Venture bounces back – for some
Amid all the gloom and despondency over fundraising, especially in once-favored sectors like venture capital, it’s good to see an outsize success – especially when the firm in question is a long-time Asia investor.
New Enterprise Associates, closing its thirteenth fund at some $2.457 billion, showed the power of a premium brand and a strong track record, even in what NEA Managing General Partner Peter Barris rightly called “an incredibly challenging time for the venture capital industry.” Certainly, the final amount was short of the $3.3 billion+ at one time hinted as the ultimate target for the vehicle. Also, many commitments to the fund must have been locked in prior to the worst depths of the financial crisis in late 2008 – NEA has already been investing from the fund since May 2009. Nonetheless, a VC fund with a mandate to invest globally all the way down to early stage and seed capital has been closed in the industry’s worst-ever funding crisis at a higher figure than all but the biggest buyout funds raised for Asia Pacific even at the height of the 2006-07 boom.

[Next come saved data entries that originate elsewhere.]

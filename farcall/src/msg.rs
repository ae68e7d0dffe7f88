use bitflags::bitflags;
use bytes::{Buf, BufMut, Bytes, BytesMut};
use schemars::JsonSchema;
use serde::{Deserialize, Serialize};

use crate::{
    Context, EncodingVersion, Identity, Payload,
    error::{Error, ErrorKind, Result},
};

pub(crate) const MAGIC_NUM: u32 = u32::from_be_bytes(*b"FRCL");
/// Upper bound for one frame, batches included.
pub const MAX_FRAME_SIZE: usize = 64 << 20;

const S: usize = std::mem::size_of::<u32>();

#[derive(Deserialize, Serialize, Debug, Default, PartialEq, Eq, Clone, Copy)]
#[repr(transparent)]
#[serde(transparent)]
pub struct MsgFlags(u8);

bitflags! {
    impl MsgFlags: u8 {
        const IsReq = 1;
        const IsRsp = 2;
        /// Meta and payload are MessagePack instead of JSON.
        const UseMessagePack = 4;
        /// Request was queued and flushed as part of a batch.
        const IsBatch = 8;
        /// Peer may compress the payload on this connection.
        const Compress = 16;
    }
}

/// Whether re-executing an operation on the server is harmless.
#[derive(
    Serialize, Deserialize, JsonSchema, Clone, Copy, Debug, Default, PartialEq, Eq, Hash,
)]
pub enum OperationMode {
    #[default]
    Normal,
    Idempotent,
}

#[derive(
    Serialize, Deserialize, JsonSchema, Clone, Copy, Debug, Default, PartialEq, Eq, Hash,
)]
pub enum ReplyStatus {
    #[default]
    Ok,
    UserException,
    ObjectNotExist,
    FacetNotExist,
    OperationNotExist,
    UnknownException,
}

impl ReplyStatus {
    /// Error for statuses that are not an application-level outcome.
    #[must_use]
    pub fn into_error(self, meta: &MsgMeta) -> Option<Error> {
        let kind = match self {
            ReplyStatus::Ok | ReplyStatus::UserException => return None,
            ReplyStatus::ObjectNotExist => ErrorKind::ObjectNotExist,
            ReplyStatus::FacetNotExist => ErrorKind::FacetNotExist,
            ReplyStatus::OperationNotExist => ErrorKind::OperationNotExist,
            ReplyStatus::UnknownException => ErrorKind::UnknownException,
        };
        Some(Error::new(
            kind,
            format!("reply {self:?} for request {}", meta.request_id),
        ))
    }
}

/// Header of every request and reply.
///
/// Replies only fill `flags`, `request_id` and `status`.
#[derive(Deserialize, Serialize, Debug, Default, PartialEq, Eq, Clone)]
pub struct MsgMeta {
    pub flags: MsgFlags,
    /// Correlates replies with requests, 0 when no reply is expected.
    pub request_id: u64,
    #[serde(default)]
    pub identity: Identity,
    #[serde(default)]
    pub facet: String,
    #[serde(default)]
    pub operation: String,
    #[serde(default)]
    pub mode: OperationMode,
    #[serde(default)]
    pub context: Context,
    #[serde(default)]
    pub encoding: EncodingVersion,
    #[serde(default)]
    pub status: ReplyStatus,
}

impl MsgMeta {
    #[must_use]
    pub fn is_req(&self) -> bool {
        self.flags.contains(MsgFlags::IsReq)
    }

    #[must_use]
    pub fn is_rsp(&self) -> bool {
        self.flags.contains(MsgFlags::IsRsp)
    }

    #[must_use]
    pub fn use_msgpack(&self) -> bool {
        self.flags.contains(MsgFlags::UseMessagePack)
    }
}

/// One request or reply.
///
/// A frame on the wire carries one or more messages:
///
/// ```text
/// | magic u32 | count u32 | chunk ... |
/// chunk: | chunk_len u32 | meta_len u32 | meta | payload |
/// ```
///
/// All integers are big-endian. `chunk_len` covers everything after itself.
#[derive(Debug, Default, Clone, PartialEq, Eq)]
pub struct Message {
    pub meta: MsgMeta,
    pub payload: Payload,
}

impl Message {
    #[must_use]
    pub fn new(meta: MsgMeta, payload: Payload) -> Self {
        Self { meta, payload }
    }

    #[must_use]
    pub fn reply(request_id: u64, status: ReplyStatus, payload: Payload, use_msgpack: bool) -> Self {
        let mut flags = MsgFlags::IsRsp;
        flags.set(MsgFlags::UseMessagePack, use_msgpack);
        Self::new(
            MsgMeta {
                flags,
                request_id,
                status,
                ..Default::default()
            },
            payload,
        )
    }

    /// Encodes this message as a frame chunk, ready to be queued or framed.
    ///
    /// # Errors
    pub fn to_chunk(&self) -> Result<Bytes> {
        let mut buf = BytesMut::with_capacity(64 + self.payload.len());
        buf.put_u32(0);
        buf.put_u32(0);
        let mut writer = buf.writer();
        if self.meta.use_msgpack() {
            rmp_serde::encode::write_named(&mut writer, &self.meta)?;
        } else {
            serde_json::to_writer(&mut writer, &self.meta)
                .map_err(|e| Error::new(ErrorKind::SerializeFailed, e.to_string()))?;
        }
        let mut buf = writer.into_inner();
        let meta_len = u32::try_from(buf.len() - 2 * S)?;
        buf.extend_from_slice(&self.payload);
        let chunk_len = u32::try_from(buf.len() - S)?;
        buf[..S].copy_from_slice(&chunk_len.to_be_bytes());
        buf[S..2 * S].copy_from_slice(&meta_len.to_be_bytes());
        Ok(buf.freeze())
    }

    /// # Errors
    pub fn to_frame(&self) -> Result<Bytes> {
        encode_frame(&[self.to_chunk()?])
    }

    fn parse_chunk(mut chunk: Bytes) -> Result<Self> {
        if chunk.len() < S {
            return Err(Error::new(
                ErrorKind::DeserializeFailed,
                format!("invalid chunk length: {}", chunk.len()),
            ));
        }
        let meta_len = chunk.get_u32() as usize;
        if meta_len == 0 || meta_len > chunk.len() {
            return Err(Error::new(
                ErrorKind::DeserializeFailed,
                format!("invalid meta length: {meta_len}, chunk length: {}", chunk.len()),
            ));
        }
        let meta_bytes = chunk.split_to(meta_len);
        let meta: MsgMeta = if meta_bytes[0] == b'{' {
            serde_json::from_slice(&meta_bytes)?
        } else {
            rmp_serde::from_slice(&meta_bytes)?
        };
        let payload = if chunk.is_empty() {
            Payload::Empty
        } else {
            Payload::Encoded(chunk)
        };
        Ok(Self { meta, payload })
    }
}

/// Wraps already encoded chunks into a single frame.
///
/// # Errors
///
/// Fails when the frame would exceed [`MAX_FRAME_SIZE`].
pub fn encode_frame(chunks: &[Bytes]) -> Result<Bytes> {
    let size = 2 * S + chunks.iter().map(Bytes::len).sum::<usize>();
    if size > MAX_FRAME_SIZE {
        return Err(Error::new(
            ErrorKind::SerializeFailed,
            format!("frame is too long: {size}"),
        ));
    }
    let mut buf = BytesMut::with_capacity(size);
    buf.put_u32(MAGIC_NUM);
    buf.put_u32(u32::try_from(chunks.len())?);
    for chunk in chunks {
        buf.extend_from_slice(chunk);
    }
    Ok(buf.freeze())
}

/// Splits a frame into its messages, in order.
///
/// # Errors
pub fn parse_frame(mut frame: Bytes) -> Result<Vec<Message>> {
    if frame.len() < 2 * S {
        return Err(Error::new(
            ErrorKind::DeserializeFailed,
            format!("invalid frame length: {}", frame.len()),
        ));
    }
    let magic = frame.get_u32();
    if magic != MAGIC_NUM {
        return Err(Error::new(
            ErrorKind::DeserializeFailed,
            format!("invalid magic number: {magic:#x}"),
        ));
    }
    let count = frame.get_u32() as usize;
    let mut messages = Vec::with_capacity(count.min(1024));
    for _ in 0..count {
        if frame.len() < S {
            return Err(Error::new(
                ErrorKind::DeserializeFailed,
                format!("frame truncated after {} messages", messages.len()),
            ));
        }
        let chunk_len = frame.get_u32() as usize;
        if chunk_len > frame.len() {
            return Err(Error::new(
                ErrorKind::DeserializeFailed,
                format!("invalid chunk length: {chunk_len}, remaining: {}", frame.len()),
            ));
        }
        messages.push(Message::parse_chunk(frame.split_to(chunk_len))?);
    }
    if !frame.is_empty() {
        return Err(Error::new(
            ErrorKind::DeserializeFailed,
            format!("{} trailing bytes in frame", frame.len()),
        ));
    }
    Ok(messages)
}

#[cfg(test)]
mod tests {
    use super::*;

    fn request(operation: &str, use_msgpack: bool) -> Message {
        let mut flags = MsgFlags::IsReq;
        flags.set(MsgFlags::UseMessagePack, use_msgpack);
        Message::new(
            MsgMeta {
                flags,
                request_id: 7,
                identity: "printer".parse().unwrap(),
                operation: operation.into(),
                mode: OperationMode::Idempotent,
                ..Default::default()
            },
            Payload::encode("hello", use_msgpack).unwrap(),
        )
    }

    #[test]
    fn test_frame_single_message() {
        for use_msgpack in [true, false] {
            let msg = request("print_string", use_msgpack);
            let frame = msg.to_frame().unwrap();
            let parsed = parse_frame(frame).unwrap();
            assert_eq!(parsed, vec![msg]);
        }
    }

    #[test]
    fn test_frame_batch_keeps_order() {
        let chunks: Vec<_> = ["a", "b", "c"]
            .into_iter()
            .map(|op| request(op, true).to_chunk().unwrap())
            .collect();
        let parsed = parse_frame(encode_frame(&chunks).unwrap()).unwrap();
        let ops: Vec<_> = parsed.iter().map(|m| m.meta.operation.as_str()).collect();
        assert_eq!(ops, ["a", "b", "c"]);
    }

    #[test]
    fn test_reply_without_payload() {
        let reply = Message::reply(3, ReplyStatus::ObjectNotExist, Payload::Empty, true);
        let parsed = parse_frame(reply.to_frame().unwrap()).unwrap().remove(0);
        assert!(parsed.meta.is_rsp());
        assert!(parsed.payload.is_empty());
        let err = parsed.meta.status.into_error(&parsed.meta).unwrap();
        assert_eq!(err.kind, ErrorKind::ObjectNotExist);
        assert!(ReplyStatus::UserException.into_error(&parsed.meta).is_none());
    }

    #[test]
    fn test_parse_invalid_frame() {
        assert!(parse_frame(Bytes::from_static(b"FRC")).is_err());
        assert!(parse_frame(Bytes::from_static(b"RUA!\0\0\0\0")).is_err());
        let mut truncated = BytesMut::new();
        truncated.put_u32(MAGIC_NUM);
        truncated.put_u32(2);
        truncated.extend_from_slice(&request("a", false).to_chunk().unwrap());
        assert!(parse_frame(truncated.freeze()).is_err());
    }
}
//! Dialers
//!
//! The `Dial` capability shared by the direct TCP dialer and the SOCKS4
//! dialer, so either can reach a proxy or be handed to a higher-level
//! transport.

pub mod direct;
pub mod socks4;
pub mod stream;

use std::fmt;
use std::io;
use std::net::SocketAddr;
use std::str::FromStr;

use async_trait::async_trait;
use tokio::io::{AsyncRead, AsyncWrite};

use crate::context::Context;
use crate::error::SocksError;

pub use direct::DirectDialer;
pub use socks4::{DialerConfig, Socks4Dialer};
pub use stream::SocksStream;

/// A bidirectional async byte stream
pub trait AsyncStream: AsyncRead + AsyncWrite + Unpin + Send {}

impl<T> AsyncStream for T where T: AsyncRead + AsyncWrite + Unpin + Send {}

/// Type-erased connection returned by a [`Dial`] implementation
pub type BoxedStream = Box<dyn AsyncStream>;

/// Connect to `address` on `network` under a cancellation context
#[async_trait]
pub trait Dial: Send + Sync {
    async fn dial(&self, ctx: &Context, network: &str, address: &str) -> io::Result<BoxedStream>;
}

/// Stream networks accepted by the dialers
#[derive(Debug, Clone, Copy, PartialEq, Eq, Hash)]
pub enum Network {
    /// IPv4 or IPv6
    Tcp,
    Tcp4,
    Tcp6,
}

impl Network {
    pub fn as_str(self) -> &'static str {
        match self {
            Network::Tcp => "tcp",
            Network::Tcp4 => "tcp4",
            Network::Tcp6 => "tcp6",
        }
    }

    /// Whether `addr` belongs to this network's address family
    pub fn accepts(self, addr: &SocketAddr) -> bool {
        match self {
            Network::Tcp => true,
            Network::Tcp4 => addr.is_ipv4(),
            Network::Tcp6 => addr.is_ipv6(),
        }
    }
}

impl FromStr for Network {
    type Err = SocksError;

    fn from_str(s: &str) -> Result<Self, Self::Err> {
        match s {
            "tcp" => Ok(Network::Tcp),
            "tcp4" => Ok(Network::Tcp4),
            "tcp6" => Ok(Network::Tcp6),
            _ => Err(SocksError::Config("network not implemented".to_string())),
        }
    }
}

impl fmt::Display for Network {
    fn fmt(&self, f: &mut fmt::Formatter<'_>) -> fmt::Result {
        f.write_str(self.as_str())
    }
}

#[cfg(test)]
mod tests {
    use super::*;

    #[test]
    fn test_network_parsing() {
        assert_eq!("tcp".parse::<Network>().unwrap(), Network::Tcp);
        assert_eq!("tcp4".parse::<Network>().unwrap(), Network::Tcp4);
        assert_eq!("tcp6".parse::<Network>().unwrap(), Network::Tcp6);

        for network in ["udp", "unix", "TCP", ""] {
            let err = network.parse::<Network>().unwrap_err();
            assert_eq!(err.to_string(), "network not implemented");
        }
    }

    #[test]
    fn test_network_address_family() {
        let v4: SocketAddr = "127.0.0.1:1080".parse().unwrap();
        let v6: SocketAddr = "[::1]:1080".parse().unwrap();

        assert!(Network::Tcp.accepts(&v4) && Network::Tcp.accepts(&v6));
        assert!(Network::Tcp4.accepts(&v4) && !Network::Tcp4.accepts(&v6));
        assert!(Network::Tcp6.accepts(&v6) && !Network::Tcp6.accepts(&v4));
    }
}
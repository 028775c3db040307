//! Mock SOCKS4 proxy for integration tests

#![allow(dead_code)]

use std::net::SocketAddr;

use tokio::io::{AsyncReadExt, AsyncWriteExt};
use tokio::net::{TcpListener, TcpStream};
use tokio::sync::mpsc;

/// A request as seen by the mock proxy
#[derive(Debug, Clone, PartialEq)]
pub struct ProxyRequest {
    pub version: u8,
    pub command: u8,
    pub port: u16,
    pub ip: [u8; 4],
    pub user_id: Vec<u8>,
    pub host: Option<String>,
}

#[derive(Debug)]
pub enum ProxyEvent {
    Request(ProxyRequest),
    /// The client closed the connection
    Closed,
}

/// What the mock proxy does after reading a request
#[derive(Debug, Clone)]
pub enum Behavior {
    /// Send `reply`, then echo everything back
    Echo([u8; 8]),
    /// Send `reply`, read one HTTP request, answer with `response` and close
    Http([u8; 8], Vec<u8>),
    /// Send these raw bytes and close
    Raw(Vec<u8>),
    /// Send `reply`, then read without ever answering
    Stall([u8; 8]),
    /// Never answer
    Silent,
}

pub const GRANTED_LOCALHOST_80: [u8; 8] = [0x00, 0x5a, 0x00, 0x50, 127, 0, 0, 1];

/// Start a mock proxy accepting any number of connections
pub async fn spawn_proxy(behavior: Behavior) -> (SocketAddr, mpsc::UnboundedReceiver<ProxyEvent>) {
    let listener = TcpListener::bind("127.0.0.1:0").await.unwrap();
    let addr = listener.local_addr().unwrap();
    let (events_tx, events_rx) = mpsc::unbounded_channel();

    tokio::spawn(async move {
        loop {
            let Ok((stream, _)) = listener.accept().await else {
                break;
            };
            let behavior = behavior.clone();
            let events = events_tx.clone();
            tokio::spawn(async move {
                handle_connection(stream, behavior, events).await;
            });
        }
    });

    (addr, events_rx)
}

/// Address of a port nothing listens on
pub async fn unused_addr() -> SocketAddr {
    let listener = TcpListener::bind("127.0.0.1:0").await.unwrap();
    listener.local_addr().unwrap()
}

/// Wait for the next request event
pub async fn next_request(events: &mut mpsc::UnboundedReceiver<ProxyEvent>) -> ProxyRequest {
    loop {
        match events.recv().await {
            Some(ProxyEvent::Request(request)) => return request,
            Some(ProxyEvent::Closed) => continue,
            None => panic!("mock proxy stopped"),
        }
    }
}

/// Wait for the next close event
pub async fn next_close(events: &mut mpsc::UnboundedReceiver<ProxyEvent>) {
    loop {
        match events.recv().await {
            Some(ProxyEvent::Closed) => return,
            Some(ProxyEvent::Request(_)) => continue,
            None => panic!("mock proxy stopped"),
        }
    }
}

async fn handle_connection(mut stream: TcpStream, behavior: Behavior, events: mpsc::UnboundedSender<ProxyEvent>) {
    let Ok(request) = read_request(&mut stream).await else {
        let _ = events.send(ProxyEvent::Closed);
        return;
    };
    let _ = events.send(ProxyEvent::Request(request));

    match behavior {
        Behavior::Echo(reply) => {
            if stream.write_all(&reply).await.is_ok() {
                let (mut reader, mut writer) = stream.split();
                let _ = tokio::io::copy(&mut reader, &mut writer).await;
            }
        }
        Behavior::Http(reply, response) => {
            if stream.write_all(&reply).await.is_ok() {
                let mut head = Vec::new();
                while !head.ends_with(b"\r\n\r\n") {
                    match stream.read_u8().await {
                        Ok(byte) => head.push(byte),
                        Err(_) => break,
                    }
                }
                let _ = stream.write_all(&response).await;
                let _ = stream.shutdown().await;
            }
        }
        Behavior::Raw(bytes) => {
            let _ = stream.write_all(&bytes).await;
            let _ = stream.shutdown().await;
        }
        Behavior::Stall(reply) => {
            if stream.write_all(&reply).await.is_ok() {
                drain(&mut stream).await;
            }
        }
        Behavior::Silent => drain(&mut stream).await,
    }

    let _ = events.send(ProxyEvent::Closed);
}

async fn drain(stream: &mut TcpStream) {
    let mut buf = [0u8; 64];
    while let Ok(n) = stream.read(&mut buf).await {
        if n == 0 {
            break;
        }
    }
}

async fn read_request(stream: &mut TcpStream) -> std::io::Result<ProxyRequest> {
    let mut header = [0u8; 8];
    stream.read_exact(&mut header).await?;

    let ip = [header[4], header[5], header[6], header[7]];
    let user_id = read_nul_terminated(stream).await?;

    // 0.0.0.x with x != 0: a hostname follows
    let host = if ip[..3] == [0, 0, 0] && ip[3] != 0 {
        let host = read_nul_terminated(stream).await?;
        Some(String::from_utf8_lossy(&host).into_owned())
    } else {
        None
    };

    Ok(ProxyRequest {
        version: header[0],
        command: header[1],
        port: u16::from_be_bytes([header[2], header[3]]),
        ip,
        user_id,
        host,
    })
}

async fn read_nul_terminated(stream: &mut TcpStream) -> std::io::Result<Vec<u8>> {
    let mut field = Vec::new();
    loop {
        let byte = stream.read_u8().await?;
        if byte == 0 {
            return Ok(field);
        }
        field.push(byte);
    }
}
//! Configuration Types

use serde::{Deserialize, Serialize};
use std::time::Duration;

/// Main configuration structure
#[derive(Debug, Clone, Default, Deserialize, Serialize)]
#[serde(default)]
pub struct Config {
    pub proxy: ProxyConfig,
    pub check: CheckConfig,
    pub logging: LoggingConfig,
}

/// Proxy configuration
#[derive(Debug, Clone, Deserialize, Serialize)]
#[serde(default)]
pub struct ProxyConfig {
    /// `socks4://host:port` or `socks4a://host:port`
    pub url: String,
    /// `connect` or `bind`
    pub command: String,
    /// Bound on proxy connect plus handshake
    #[serde(with = "humantime_serde")]
    pub timeout: Duration,
}

/// Connectivity check configuration
#[derive(Debug, Clone, Deserialize, Serialize)]
#[serde(default)]
pub struct CheckConfig {
    /// `http://` URL fetched through the proxy
    pub url: String,
    /// Bound on the whole check, proxy dial included
    #[serde(with = "humantime_serde")]
    pub timeout: Duration,
}

/// Logging configuration
#[derive(Debug, Clone, Deserialize, Serialize)]
#[serde(default)]
pub struct LoggingConfig {
    pub level: String,
}

impl Default for ProxyConfig {
    fn default() -> Self {
        Self {
            url: "socks4a://127.0.0.1:1080".to_string(),
            command: "connect".to_string(),
            timeout: Duration::from_secs(10),
        }
    }
}

impl Default for CheckConfig {
    fn default() -> Self {
        Self {
            url: "http://icanhazip.com/".to_string(),
            timeout: Duration::from_secs(10),
        }
    }
}

impl Default for LoggingConfig {
    fn default() -> Self {
        Self {
            level: "info".to_string(),
        }
    }
}
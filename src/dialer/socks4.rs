//! SOCKS4 / SOCKS4a Dialer
//!
//! Each dial validates its inputs, opens its own connection to the proxy,
//! runs one cancellable handshake over it, and either hands the connection
//! to the caller or drops it. Every failure is reported as a [`DialError`]
//! carrying the operation, network, proxy and target of the call.

use std::fmt;
use std::io;
use std::net::Ipv4Addr;
use std::sync::Arc;

use async_trait::async_trait;
use tokio::io::{AsyncRead, AsyncWrite};
use tracing::debug;
use url::Url;

use super::{BoxedStream, Dial, DirectDialer, Network, SocksStream};
use crate::address::{host_port_from_url, resolve_ipv4, split_host_port, Resolve, SystemResolver};
use crate::context::Context;
use crate::error::{DialError, SocksError};
use crate::protocol::{
    build_request, Command, Scheme, Socks4Handler, SocksAddress, SOCKS4A_SENTINEL_IP,
    SOCKS_DEFAULT_PORT,
};

/// Immutable settings of a [`Socks4Dialer`]
#[derive(Debug, Clone, PartialEq, Eq)]
pub struct DialerConfig {
    /// Network between the client and the proxy
    pub proxy_network: Network,
    /// Proxy `host:port`
    pub proxy_address: String,
    pub scheme: Scheme,
    pub command: Command,
}

impl DialerConfig {
    pub fn new(proxy_address: impl Into<String>, scheme: Scheme) -> Self {
        Self {
            proxy_network: Network::Tcp,
            proxy_address: proxy_address.into(),
            scheme,
            command: Command::Connect,
        }
    }
}

/// Validated target of one dial
struct Target {
    host: String,
    port: u16,
}

/// SOCKS4 client dialer.
///
/// Holds no per-call state, so one dialer can serve concurrent dials.
#[derive(Clone)]
pub struct Socks4Dialer {
    config: DialerConfig,
    proxy_dial: Option<Arc<dyn Dial>>,
    resolver: Arc<dyn Resolve>,
}

impl Socks4Dialer {
    /// Create a dialer that reaches the proxy with a direct TCP connection
    pub fn new(config: DialerConfig) -> Self {
        Self {
            config,
            proxy_dial: None,
            resolver: Arc::new(SystemResolver),
        }
    }

    /// Create a CONNECT dialer from a `socks4://` or `socks4a://` URL.
    ///
    /// The port defaults to 1080.
    pub fn from_url(url: &Url) -> Result<Self, SocksError> {
        let scheme: Scheme = url.scheme().parse()?;
        let proxy_address = host_port_from_url(url, SOCKS_DEFAULT_PORT)
            .ok_or_else(|| SocksError::Config(format!("proxy url has no host: {url}")))?;

        Ok(Self::new(DialerConfig::new(proxy_address, scheme)))
    }

    /// Reach the proxy through `dial` instead of a direct TCP connection
    pub fn with_proxy_dial(mut self, dial: Arc<dyn Dial>) -> Self {
        self.proxy_dial = Some(dial);
        self
    }

    /// Resolve SOCKS4 targets with `resolver`
    pub fn with_resolver(mut self, resolver: Arc<dyn Resolve>) -> Self {
        self.resolver = resolver;
        self
    }

    pub fn with_command(mut self, command: Command) -> Self {
        self.config.command = command;
        self
    }

    pub fn config(&self) -> &DialerConfig {
        &self.config
    }

    /// Connect to `address` on `network` through the proxy.
    ///
    /// On success the returned stream owns the proxy connection and reports
    /// the bound address from the proxy's reply.
    pub async fn dial_context(
        &self,
        ctx: &Context,
        network: &str,
        address: &str,
    ) -> Result<SocksStream, DialError> {
        let target = self
            .validate_target(network, address)
            .map_err(|e| self.op_error(network, address, e))?;

        let mut conn = self
            .connect_to_proxy(ctx)
            .await
            .map_err(|e| self.op_error(network, address, e))?;

        // The connection is dropped, and so closed, on failure
        let bound = self
            .handshake(ctx, &mut conn, target)
            .await
            .map_err(|e| self.op_error(network, address, e))?;

        Ok(SocksStream::new(conn, bound))
    }

    /// Run the handshake over `conn`, a connection already open to the proxy.
    ///
    /// Returns the bound address. `conn` is left open either way; closing it
    /// is up to the caller.
    pub async fn dial_with_conn<S>(
        &self,
        ctx: &Context,
        conn: &mut S,
        network: &str,
        address: &str,
    ) -> Result<SocksAddress, DialError>
    where
        S: AsyncRead + AsyncWrite + Unpin + Send,
    {
        let target = self
            .validate_target(network, address)
            .map_err(|e| self.op_error(network, address, e))?;

        self.handshake(ctx, conn, target)
            .await
            .map_err(|e| self.op_error(network, address, e))
    }

    /// Connect without a cancellation context and return the raw proxy
    /// connection rather than a [`SocksStream`].
    pub async fn dial_raw(&self, network: &str, address: &str) -> Result<BoxedStream, DialError> {
        let ctx = Context::background();
        let target = self
            .validate_target(network, address)
            .map_err(|e| self.op_error(network, address, e))?;

        let mut conn = self
            .connect_to_proxy(&ctx)
            .await
            .map_err(|e| self.op_error(network, address, e))?;

        self.handshake(&ctx, &mut conn, target)
            .await
            .map_err(|e| self.op_error(network, address, e))?;

        Ok(conn)
    }

    fn validate_target(&self, network: &str, address: &str) -> Result<Target, SocksError> {
        network.parse::<Network>()?;
        let (host, port) = split_host_port(address)?;
        Ok(Target { host, port })
    }

    async fn connect_to_proxy(&self, ctx: &Context) -> Result<BoxedStream, SocksError> {
        let network = self.config.proxy_network.as_str();
        let address = self.config.proxy_address.as_str();
        debug!("Connecting to SOCKS4 proxy {} over {}", address, network);

        let result = match &self.proxy_dial {
            Some(dial) => dial.dial(ctx, network, address).await,
            None => DirectDialer.dial(ctx, network, address).await,
        };

        result.map_err(SocksError::transport)
    }

    async fn handshake<S>(&self, ctx: &Context, conn: &mut S, target: Target) -> Result<SocksAddress, SocksError>
    where
        S: AsyncRead + AsyncWrite + Unpin + Send,
    {
        let DialerConfig { scheme, command, .. } = self.config;

        ctx.run(async move {
            let ip = if scheme.resolves_locally() {
                resolve_ipv4(self.resolver.as_ref(), &target.host).await?
            } else {
                Ipv4Addr::from(SOCKS4A_SENTINEL_IP)
            };

            debug!(
                "SOCKS4 {} to {}:{} via {} ({})",
                command, target.host, target.port, self.config.proxy_address, scheme
            );
            let request = build_request(command, scheme, &target.host, target.port, ip);
            Socks4Handler::new(conn).handshake(&request).await
        })
        .await
    }

    fn path_addrs(&self, address: &str) -> (Option<SocksAddress>, Option<SocksAddress>) {
        (
            SocksAddress::parse(&self.config.proxy_address).ok(),
            SocksAddress::parse(address).ok(),
        )
    }

    fn op_error(&self, network: &str, address: &str, source: SocksError) -> DialError {
        let (proxy, target) = self.path_addrs(address);
        DialError {
            op: self.config.command.label(),
            network: network.to_string(),
            proxy,
            target,
            source,
        }
    }
}

impl fmt::Debug for Socks4Dialer {
    fn fmt(&self, f: &mut fmt::Formatter<'_>) -> fmt::Result {
        f.debug_struct("Socks4Dialer")
            .field("config", &self.config)
            .field("proxy_dial", &self.proxy_dial.is_some())
            .finish_non_exhaustive()
    }
}

#[async_trait]
impl Dial for Socks4Dialer {
    async fn dial(&self, ctx: &Context, network: &str, address: &str) -> io::Result<BoxedStream> {
        let stream = self.dial_context(ctx, network, address).await?;
        Ok(Box::new(stream))
    }
}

NEA is probably capable of handling this amount if any VC firm can: it has long played at the big-ticket end of the VC market, with the recent $60 million in India’s Financial Software & Systems Ltd. in partnership with Jacob Ballas Capital India not untypical. And the result ought to still the critics, including not a few along Sand Hill Road, who argue that the US VC model has never really undone the excesses of the dotcom era and faces continuing challenges to its very existence. Mark Heesen, NVCA president, at once hailed the success of NEA XIII as a positive development for the whole industry. But is it? With so much of the entire VC capital-raising for 2009 – around 17%, according to NEA – committed to just this one firm, the outcome seems more like the latest twist in the much-heralded consolidation in VC and private equity, where the top-quartile/top-decile maxim turns round and bites. All the money that went into NEA XIII will be denied to other firms, and in itself represents a big concentration of risk.
After all, the accepted wisdom, all the way from early stage VC to full-on buyouts, that only the top quartile, or top decile, of funds truly outperform has always carried with it the assumption that LPs will be around to fund the other 75-90%. After 2008-09, perhaps they won’t be. And the LPs should be hoping for an ice- and accident-free winter at 2855 Sand Hill Road.